I assume you perceived it as a torture because of the insistence
of your teachers that you learn correct cases, declensions,
conjugations, prepositions & the like. Otherwise... In the
end, among all languages, German is the closest to your own
language. Way much closer than... English. (But, agreed,
English don't bother you with... Nominativ, Genitiv, Dativ,
Akkusativ. :-))

> I was passionately interested in cars, but even after a
> year of German, reading "Das Auto, Motor und Sport" with
> the help of a dictionary proved to be torture and had to
> be abandoned.

Then what should say an Italian, a Russian, a Greek, a Turk
or a Japanese and a Chinese? :-)

> That is very difficult simply because I lack the necessary
> experience. Even with a knowledge of German, newscasts in
> Letzeburgisch tend to be pretty difficult for me to understand unless
> I know beforehand what it's all about.

But you are in command of both Dutch and German. I for one,
am only in command of German, but in spite of that, I am
able to follow, to a certain extent, Letzelburgish newscasts
(on TV via the Astra satellite).

> Some kinds of Platt are easy to understand, some aren't

Aha.

> (1) Unprepared people not from Limburg would find it strange, because
> to them German is just as foreign as any other foreign language.

How come? (I refer to "as foreign as any") It's the closest
kinship: it can't be thrown into the same bowl with, say,
pushto and ketchua. :)

> (2) People with a linguistic background would probably tend to say
> that, of course, German and Dutch constitute a single dialect
> continuum, so there is no problem in principle with using
> formulations expressing the idea that one is a dialect of the other
> etc. They would also tend to point out that your formulation is
> misleading from a sociolinguistic point of view because it is unclear
> whether you are speaking about dialects or standard languages.

Of both (actually the dialects, since the standard languages are
... artificial ones, but based on dialects and subdialects!).

> If you
> are speaking about the latter, then you are making a category mistake
> because a standard language is not a dialect.

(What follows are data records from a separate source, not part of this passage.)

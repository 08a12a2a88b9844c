use ndarray::{s, Array3, Array4, ArrayD, Axis, IxDyn};
use num_traits::Zero;
use tracing::{debug, warn};

use crate::error::SkyframeError;
use crate::frame::{
    DecodedFile, FileOutcome, Frame, FrameLayout, FramePixels, Metadata, PixelType, Problem,
};

/// All frames of a read, stacked along the last axis.
///
/// Axes are `(height, width, frames)` for single-channel data and
/// `(height, width, channels, frames)` otherwise.
#[derive(Clone, Debug, PartialEq)]
pub enum FrameStack {
    U8(ArrayD<u8>),
    U16(ArrayD<u16>),
}

impl FrameStack {
    /// A stack with no frames, shape `(0, 0, 0)`.
    pub fn empty() -> Self {
        Self::U16(ArrayD::zeros(IxDyn(&[0, 0, 0])))
    }

    pub fn shape(&self) -> &[usize] {
        match self {
            Self::U8(a) => a.shape(),
            Self::U16(a) => a.shape(),
        }
    }

    pub fn frame_count(&self) -> usize {
        self.shape().last().copied().unwrap_or(0)
    }

    pub fn pixel_type(&self) -> PixelType {
        match self {
            Self::U8(_) => PixelType::U8,
            Self::U16(_) => PixelType::U16,
        }
    }

    pub fn as_u8(&self) -> Option<&ArrayD<u8>> {
        match self {
            Self::U8(a) => Some(a),
            Self::U16(_) => None,
        }
    }

    pub fn as_u16(&self) -> Option<&ArrayD<u16>> {
        match self {
            Self::U16(a) => Some(a),
            Self::U8(_) => None,
        }
    }
}

/// Merged output of one read call.
#[derive(Clone, Debug, PartialEq)]
pub struct ReadResult {
    pub images: FrameStack,
    /// One entry per frame, aligned with the last axis of `images`.
    pub metadata: Vec<Metadata>,
    pub problematic: Vec<Problem>,
}

impl ReadResult {
    pub fn empty() -> Self {
        Self {
            images: FrameStack::empty(),
            metadata: Vec::new(),
            problematic: Vec::new(),
        }
    }

    pub fn frame_count(&self) -> usize {
        self.images.frame_count()
    }
}

/// Sample types that can be stacked.
trait StackSample: Clone + Zero {
    fn view(pixels: &FramePixels) -> Option<&Array3<Self>>;
    fn wrap(stack: ArrayD<Self>) -> FrameStack;
}

impl StackSample for u8 {
    fn view(pixels: &FramePixels) -> Option<&Array3<u8>> {
        match pixels {
            FramePixels::U8(a) => Some(a),
            FramePixels::U16(_) => None,
        }
    }

    fn wrap(stack: ArrayD<u8>) -> FrameStack {
        FrameStack::U8(stack)
    }
}

impl StackSample for u16 {
    fn view(pixels: &FramePixels) -> Option<&Array3<u16>> {
        match pixels {
            FramePixels::U16(a) => Some(a),
            FramePixels::U8(_) => None,
        }
    }

    fn wrap(stack: ArrayD<u16>) -> FrameStack {
        FrameStack::U16(stack)
    }
}

/// Merge per-file outcomes, in file order, into one stack.
///
/// The common layout comes from the first decoded file with at least one
/// frame. Files whose layout differs are rejected as consistency failures.
pub fn aggregate(outcomes: Vec<FileOutcome>) -> ReadResult {
    let layout = outcomes.iter().find_map(|outcome| match outcome {
        FileOutcome::Decoded(file) => file.frames.first().map(Frame::layout),
        FileOutcome::Failed(_) => None,
    });

    let mut problematic = Vec::new();
    let mut frames: Vec<Frame> = Vec::new();
    for outcome in outcomes {
        match outcome {
            FileOutcome::Failed(problem) => problematic.push(problem),
            FileOutcome::Decoded(file) => accept_file(file, layout, &mut frames, &mut problematic),
        }
    }

    let Some(layout) = layout else {
        return ReadResult {
            problematic,
            ..ReadResult::empty()
        };
    };

    let images = match layout.pixel_type {
        PixelType::U8 => stack::<u8>(&layout, &frames),
        PixelType::U16 => stack::<u16>(&layout, &frames),
    };
    let metadata: Vec<Metadata> = frames.into_iter().map(|f| f.metadata).collect();
    debug!(
        frames = metadata.len(),
        problems = problematic.len(),
        shape = ?images.shape(),
        "Aggregated frames"
    );

    ReadResult {
        images,
        metadata,
        problematic,
    }
}

fn accept_file(
    file: DecodedFile,
    layout: Option<FrameLayout>,
    frames: &mut Vec<Frame>,
    problematic: &mut Vec<Problem>,
) {
    let DecodedFile {
        filename,
        frames: file_frames,
        problem,
        ..
    } = file;

    let mismatch = file_frames
        .iter()
        .map(Frame::layout)
        .find(|l| Some(*l) != layout);

    let Some(found) = mismatch else {
        problematic.extend(problem);
        frames.extend(file_frames);
        return;
    };

    let expected = layout.map(|l| l.to_string()).unwrap_or_default();
    let err = SkyframeError::Consistency(format!("frames are {found}, batch is {expected}"));
    warn!(file = %filename.display(), error = %err, "Rejecting file");
    let message = match problem {
        Some(p) => format!("{}; {err}", p.error_message),
        None => err.to_string(),
    };
    problematic.push(Problem::new(&filename, message));
}

/// Allocate the exact output size and copy every frame into place.
fn stack<T: StackSample>(layout: &FrameLayout, frames: &[Frame]) -> FrameStack {
    let mut out = Array4::<T>::zeros((layout.height, layout.width, layout.channels, frames.len()));
    for (i, pixels) in frames.iter().filter_map(|f| T::view(&f.pixels)).enumerate() {
        out.slice_mut(s![.., .., .., i]).assign(pixels);
    }
    if layout.channels == 1 {
        T::wrap(out.index_axis_move(Axis(2), 0).into_dyn())
    } else {
        T::wrap(out.into_dyn())
    }
}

I beg to differ: virtually in all languages the main corpus of it
reflects one dialect and the rest contains features found in other
dialects. Hence, in German, Southerners seem to be reluctant to
learn/use Hochdeutsch - this is because the Southern dialects are
a bit closer to the "artificial" language, despite superficial
observations. Whereas the Northerners (Low German dialect speakers)
must learn Hochdeutsch almost as a foreign language, so big is the
gap between Niederdeutsch/Plattdeutsch/Low German and Hochdeutsch.
Hence, paradoxically, the best professional blabla people tend to
be recruited in Northern Germany.

> (As far as I can see, the only important difference between
> the Dutch and the Swiss situation is the existence of a
> distinct standard language in the Dutch case.)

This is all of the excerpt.